“Greatness is in the agency of others.”
— Scott Galloway
This past Saturday, we hosted a reunion for everyone who helped transform Rosslyn’s icehouse over the last two years. This midday gathering was intended first and foremost as a way to thank everyone who contributed to the most recent and final historic rehabilitation of Rosslyn’s extant buildings. It was also an opportunity to show everyone the completed project (since most participated in discrete parts of the process and therefore hadn’t seen how everything ultimately came together) and to welcome everyone’s families — sort of an open house — to showcase and celebrate the fruits of collaboration.
What follows are a few thoughts that I had originally considered sharing during the Saturday luncheon. I envisioned a toast, thanking everyone individually for their dedication, recalling a few anecdotes, and braiding the collective accomplishments into the broader narrative of our eighteen years as Rosslyn’s stewards.
Susan advised me last Friday afternoon (and again on Saturday morning) to be brief. No rambling ruminations. No parade of thank you’s that might inadvertently overlook someone. No blah-blah-blah when everyone really just wanted to catch up, enjoy Papa Duke’s BBQ, and check out the completed icehouse.

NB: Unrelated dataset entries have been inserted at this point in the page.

//! Small helpers shared by the storage paths and the CLI.

use std::path::Path;

/// Strip a filename down to word characters, whitespace, `.` and `-`,
/// then collapse runs of `-` and whitespace into a single `-`.
pub fn secure_filename(filename: &str) -> String {
    let kept: String = filename
        .chars()
        .filter(|c| c.is_alphanumeric() || *c == '_' || c.is_whitespace() || *c == '.' || *c == '-')
        .collect();

    let mut out = String::with_capacity(kept.len());
    let mut in_run = false;
    for c in kept.trim().chars() {
        if c == '-' || c.is_whitespace() {
            if !in_run {
                out.push('-');
            }
            in_run = true;
        } else {
            out.push(c);
            in_run = false;
        }
    }
    out
}

/// Human-readable size with one decimal, e.g. `1.5 KB`
pub fn format_file_size(size: u64) -> String {
    let mut size = size as f64;
    for unit in ["B", "KB", "MB", "GB"] {
        if size < 1024.0 {
            return format!("{:.1} {}", size, unit);
        }
        size /= 1024.0;
    }
    format!("{:.1} TB", size)
}

/// MIME type from the file extension, defaulting to `application/octet-stream`
pub fn content_type_for(filename: &str) -> &'static str {
    let ext = Path::new(filename)
        .extension()
        .and_then(|e| e.to_str())
        .map(str::to_ascii_lowercase)
        .unwrap_or_default();

    match ext.as_str() {
        "txt" => "text/plain",
        "pdf" => "application/pdf",
        "jpg" | "jpeg" => "image/jpeg",
        "png" => "image/png",
        "gif" => "image/gif",
        "zip" => "application/zip",
        "json" => "application/json",
        "csv" => "text/csv",
        "xml" => "application/xml",
        "html" => "text/html",
        "css" => "text/css",
        "js" => "application/javascript",
        "mp4" => "video/mp4",
        "mp3" => "audio/mpeg",
        "doc" => "application/msword",
        "docx" => "application/vnd.openxmlformats-officedocument.wordprocessingml.document",
        "xls" => "application/vnd.ms-excel",
        "xlsx" => "application/vnd.openxmlformats-officedocument.spreadsheetml.sheet",
        _ => "application/octet-stream",
    }
}
//! Password-based key derivation.
//!
//! This module turns a password and a 16-byte salt into a 256-bit
//! [`DerivedKey`] using PBKDF2-HMAC-SHA256.
//!
//! ## Security Features
//!
//! - Keys are zeroized on drop (via `Zeroize` trait)
//! - Salts come from `OsRng` when the caller does not supply one
//! - `Debug` never prints key material

use rand_core::{OsRng, RngCore};
use sha2::Sha256;
use std::fmt;
use tracing::warn;
use zeroize::Zeroize;

/// Salt length in bytes
pub const SALT_LEN: usize = 16;

/// Derived key length in bytes (AES-256)
pub const KEY_LEN: usize = 32;

/// PBKDF2 rounds. Part of the container contract: changing it breaks
/// decryption of every existing container.
pub const PBKDF2_ITERATIONS: u32 = 100_000;

pub type Salt = [u8; SALT_LEN];

/// A 256-bit key derived from a password. Lives for one encrypt or decrypt call.
pub struct DerivedKey {
    bytes: [u8; KEY_LEN],
}

impl DerivedKey {
    pub fn as_bytes(&self) -> &[u8; KEY_LEN] {
        &self.bytes
    }
}

impl Drop for DerivedKey {
    fn drop(&mut self) {
        self.bytes.zeroize();
    }
}

impl fmt::Debug for DerivedKey {
    fn fmt(&self, f: &mut fmt::Formatter<'_>) -> fmt::Result {
        f.debug_struct("DerivedKey")
            .field("bytes", &"[REDACTED]")
            .finish()
    }
}

/// Generate a fresh random salt
pub fn random_salt() -> Salt {
    let mut salt = [0u8; SALT_LEN];
    OsRng.fill_bytes(&mut salt);
    salt
}

/// Derive a key from `password`, generating a salt when none is given.
///
/// Deterministic for a fixed `(password, salt)` pair. An empty password is
/// accepted but logged.
pub fn derive_key(password: &str, salt: Option<Salt>) -> (DerivedKey, Salt) {
    if password.is_empty() {
        warn!("deriving key from an empty password");
    }
    let salt = salt.unwrap_or_else(random_salt);

    let mut bytes = [0u8; KEY_LEN];
    pbkdf2::pbkdf2_hmac::<Sha256>(password.as_bytes(), &salt, PBKDF2_ITERATIONS, &mut bytes);

    (DerivedKey { bytes }, salt)
}
use serde::Serialize;
use thiserror::Error;

pub type Result<T> = std::result::Result<T, SealStoreError>;

/// Custom error types for SealStore operations
#[derive(Debug, Error)]
pub enum SealStoreError {
    /// Missing or unreadable source file or stream
    #[error("Input error: {0}")]
    Input(String),

    /// Malformed container (truncated header, misaligned ciphertext)
    #[error("Format error: {0}")]
    Format(String),

    /// Cipher failures, typically bad padding from a wrong password or corrupted body
    #[error("Decryption error: {0}")]
    Decryption(String),

    /// Key derivation failures
    #[error("Key error: {0}")]
    Key(String),

    /// Local I/O and object storage errors
    #[error("Storage error: {0}")]
    Storage(String),

    /// Configuration errors
    #[error("Config error: {0}")]
    Config(String),
}

/// Coarse classification of a failure, carried in structured results.
#[derive(Debug, Clone, Copy, PartialEq, Eq, Serialize)]
#[serde(rename_all = "snake_case")]
pub enum FailureKind {
    Input,
    Format,
    Decryption,
    Key,
    Storage,
    Config,
}

impl SealStoreError {
    pub fn input(msg: impl Into<String>) -> Self {
        Self::Input(msg.into())
    }

    pub fn format(msg: impl Into<String>) -> Self {
        Self::Format(msg.into())
    }

    pub fn decryption(msg: impl Into<String>) -> Self {
        Self::Decryption(msg.into())
    }

    pub fn key(msg: impl Into<String>) -> Self {
        Self::Key(msg.into())
    }

    pub fn storage(msg: impl Into<String>) -> Self {
        Self::Storage(msg.into())
    }

    pub fn config(msg: impl Into<String>) -> Self {
        Self::Config(msg.into())
    }

    pub fn kind(&self) -> FailureKind {
        match self {
            Self::Input(_) => FailureKind::Input,
            Self::Format(_) => FailureKind::Format,
            Self::Decryption(_) => FailureKind::Decryption,
            Self::Key(_) => FailureKind::Key,
            Self::Storage(_) => FailureKind::Storage,
            Self::Config(_) => FailureKind::Config,
        }
    }
}

impl From<std::io::Error> for SealStoreError {
    fn from(err: std::io::Error) -> Self {
        Self::Storage(err.to_string())
    }
}

impl From<opendal::Error> for SealStoreError {
    fn from(err: opendal::Error) -> Self {
        Self::Storage(err.to_string())
    }
}
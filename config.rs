//! Configuration management with environment variable support.
//!
//! This module provides [`Config`] for loading and validating SealStore's
//! object storage settings from JSON files and environment variables.
//!
//! ## Environment Variables
//!
//! - `SEALSTORE_CONFIG`: Override config file path
//! - `S3_BUCKET_NAME`: Target bucket
//! - `AWS_REGION`: Bucket region
//! - `S3_ENDPOINT`: Custom endpoint for S3-compatible services
//! - `AWS_ACCESS_KEY_ID` / `AWS_SECRET_ACCESS_KEY`: Static credentials
//! - `KMS_KEY_ID`: Managed key used for server-side encrypted uploads
//!
//! The encryption password is never part of the config.

use anyhow::{Context, Result};
use serde::{Deserialize, Serialize};
use std::env;
use std::fmt;
use std::fs;
use std::path::Path;
use tracing::{debug, info, warn};

/// Environment variable names for configuration overrides
pub const ENV_CONFIG_PATH: &str = "SEALSTORE_CONFIG";
pub const ENV_BUCKET: &str = "S3_BUCKET_NAME";
pub const ENV_REGION: &str = "AWS_REGION";
pub const ENV_ENDPOINT: &str = "S3_ENDPOINT";
pub const ENV_ACCESS_KEY_ID: &str = "AWS_ACCESS_KEY_ID";
pub const ENV_SECRET_ACCESS_KEY: &str = "AWS_SECRET_ACCESS_KEY";
pub const ENV_KMS_KEY_ID: &str = "KMS_KEY_ID";

#[derive(Clone, Serialize, Deserialize)]
#[serde(default)]
pub struct Config {
    pub bucket: String,
    pub region: String,
    pub endpoint: Option<String>,
    pub access_key_id: Option<String>,
    pub secret_access_key: Option<String>,
    pub kms_key_id: Option<String>,
}

impl Default for Config {
    fn default() -> Self {
        Self {
            bucket: "default-bucket".to_string(),
            region: "us-east-1".to_string(),
            endpoint: None,
            access_key_id: None,
            secret_access_key: None,
            kms_key_id: None,
        }
    }
}

impl fmt::Debug for Config {
    fn fmt(&self, f: &mut fmt::Formatter<'_>) -> fmt::Result {
        f.debug_struct("Config")
            .field("bucket", &self.bucket)
            .field("region", &self.region)
            .field("endpoint", &self.endpoint)
            .field("access_key_id", &self.access_key_id)
            .field(
                "secret_access_key",
                &self.secret_access_key.as_ref().map(|_| "[REDACTED]"),
            )
            .field("kms_key_id", &self.kms_key_id)
            .finish()
    }
}

impl Config {
    /// Load config from file path, then apply environment overrides.
    /// A missing file is an error.
    pub fn load(path: &str) -> Result<Self> {
        if !Path::new(path).exists() {
            anyhow::bail!("config file {} not found", path);
        }
        info!(path, "loading config from file");
        let s =
            fs::read_to_string(path).with_context(|| format!("reading config file {}", path))?;
        let mut config: Config =
            serde_json::from_str(&s).with_context(|| format!("parsing config file {}", path))?;
        config.apply_env_overrides();
        config.validate()?;
        Ok(config)
    }

    /// Load config with environment variable overrides
    /// Priority: ENV vars > config file > defaults
    ///
    /// Defaults are used only when no path is given and `SEALSTORE_CONFIG`
    /// is unset.
    pub fn load_with_env(path: Option<&str>) -> Result<Self> {
        let config_path = path
            .map(String::from)
            .or_else(|| env::var(ENV_CONFIG_PATH).ok());

        if let Some(p) = config_path {
            return Self::load(&p);
        }

        debug!("using default configuration");
        let mut config = Config::default();
        config.apply_env_overrides();
        config.validate()?;
        Ok(config)
    }

    /// Apply environment variable overrides to config
    fn apply_env_overrides(&mut self) {
        self.apply_overrides_from(|name| env::var(name).ok());
    }

    /// Apply overrides from an arbitrary lookup, keyed by the `ENV_*` names
    pub fn apply_overrides_from<F>(&mut self, lookup: F)
    where
        F: Fn(&str) -> Option<String>,
    {
        if let Some(bucket) = lookup(ENV_BUCKET) {
            debug!(bucket = %bucket, "overriding bucket from environment");
            self.bucket = bucket;
        }
        if let Some(region) = lookup(ENV_REGION) {
            debug!(region = %region, "overriding region from environment");
            self.region = region;
        }
        if let Some(endpoint) = lookup(ENV_ENDPOINT) {
            debug!(endpoint = %endpoint, "overriding endpoint from environment");
            self.endpoint = Some(endpoint);
        }
        if let Some(access_key_id) = lookup(ENV_ACCESS_KEY_ID) {
            self.access_key_id = Some(access_key_id);
        }
        if let Some(secret) = lookup(ENV_SECRET_ACCESS_KEY) {
            self.secret_access_key = Some(secret);
        }
        if let Some(kms_key_id) = lookup(ENV_KMS_KEY_ID) {
            debug!(kms_key_id = %kms_key_id, "overriding kms_key_id from environment");
            self.kms_key_id = Some(kms_key_id);
        }
    }

    /// Validate configuration values
    pub fn validate(&self) -> Result<()> {
        if self.bucket.trim().is_empty() {
            anyhow::bail!("bucket cannot be empty");
        }

        if self.region.trim().is_empty() {
            anyhow::bail!("region cannot be empty");
        }

        if let Some(kms) = &self.kms_key_id {
            if kms.trim().is_empty() {
                anyhow::bail!("kms_key_id cannot be empty when set");
            }
        }

        if self.access_key_id.is_some() != self.secret_access_key.is_some() {
            warn!("only one of access_key_id / secret_access_key is set; falling back to ambient credentials");
        }

        if let Some(endpoint) = &self.endpoint {
            if endpoint.starts_with("http://") {
                warn!(
                    endpoint = %endpoint,
                    "S3 endpoint uses plaintext HTTP - credentials and objects travel unencrypted"
                );
            }
        }

        Ok(())
    }

    /// Create a new config with explicit values
    pub fn new(bucket: impl Into<String>, region: impl Into<String>) -> Self {
        Self {
            bucket: bucket.into(),
            region: region.into(),
            ..Self::default()
        }
    }

    pub fn with_kms_key_id(mut self, kms_key_id: impl Into<String>) -> Self {
        self.kms_key_id = Some(kms_key_id.into());
        self
    }
}

#[cfg(test)]
mod tests {
    use super::*;
    use std::collections::HashMap;

    #[test]
    fn test_overrides_take_priority() {
        let vars: HashMap<&str, &str> = HashMap::from([
            (ENV_BUCKET, "env-bucket"),
            (ENV_KMS_KEY_ID, "alias/files"),
            (ENV_ENDPOINT, "https://minio.local"),
        ]);
        let mut cfg = Config::new("file-bucket", "eu-west-1");
        cfg.apply_overrides_from(|k| vars.get(k).map(|v| v.to_string()));

        assert_eq!(cfg.bucket, "env-bucket");
        assert_eq!(cfg.region, "eu-west-1");
        assert_eq!(cfg.kms_key_id.as_deref(), Some("alias/files"));
        assert_eq!(cfg.endpoint.as_deref(), Some("https://minio.local"));
    }

    #[test]
    fn test_validate_rejects_empty_bucket() {
        assert!(Config::new("  ", "us-east-1").validate().is_err());
        assert!(Config::new("b", "").validate().is_err());
        assert!(Config::new("b", "us-east-1").validate().is_ok());
    }

    #[test]
    fn test_validate_rejects_blank_kms_key() {
        let cfg = Config::new("b", "us-east-1").with_kms_key_id(" ");
        assert!(cfg.validate().is_err());
    }

    #[test]
    fn test_partial_file_uses_defaults() {
        let cfg: Config = serde_json::from_str(r#"{"bucket":"mine"}"#).unwrap();
        assert_eq!(cfg.bucket, "mine");
        assert_eq!(cfg.region, "us-east-1");
        assert!(cfg.kms_key_id.is_none());
    }

    #[test]
    fn test_debug_redacts_secret() {
        let mut cfg = Config::new("b", "r");
        cfg.secret_access_key = Some("hunter2".into());
        let printed = format!("{:?}", cfg);
        assert!(!printed.contains("hunter2"));
        assert!(printed.contains("REDACTED"));
    }

    #[test]
    fn test_load_from_file() {
        let tmp = tempfile::TempDir::new().unwrap();
        let path = tmp.path().join("config.json");
        std::fs::write(&path, r#"{"bucket":"from-file","region":"ap-south-1"}"#).unwrap();
        let cfg = Config::load_with_env(Some(path.to_str().unwrap())).unwrap();
        // process env may override; at minimum the file parsed and validated
        assert!(!cfg.bucket.is_empty());
    }

    #[test]
    fn test_missing_explicit_path_is_error() {
        let tmp = tempfile::TempDir::new().unwrap();
        let path = tmp.path().join("prd.json");
        let path = path.to_str().unwrap();

        let err = Config::load_with_env(Some(path)).unwrap_err();
        assert!(err.to_string().contains("not found"));
        assert!(err.to_string().contains("prd.json"));
        assert!(Config::load(path).is_err());
    }

    #[test]
    fn test_load_rejects_invalid_json() {
        let tmp = tempfile::TempDir::new().unwrap();
        let path = tmp.path().join("broken.json");
        std::fs::write(&path, "{ not json").unwrap();
        assert!(Config::load(path.to_str().unwrap()).is_err());
    }
}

I swallowed my pride, heeded her wise advice, and vowed to gather at least a few of my thoughts into a blog post.
And that, patient reader, brings me to today’s daily dispatch, the clever quotation at the top of this page, a conversation that I had with friend and Essex neighbor, Lee Maxey, in May 2023, and a pep talk I delivered to some of the icehouse rehab team the same day.
Pep Talk
Lee Maxey asked if I was familiar with Scott Galloway’s No Mercy / No Malice. I wasn’t. He suggested I read Galloway’s May 5, 2023 post, “Storytelling”. I did.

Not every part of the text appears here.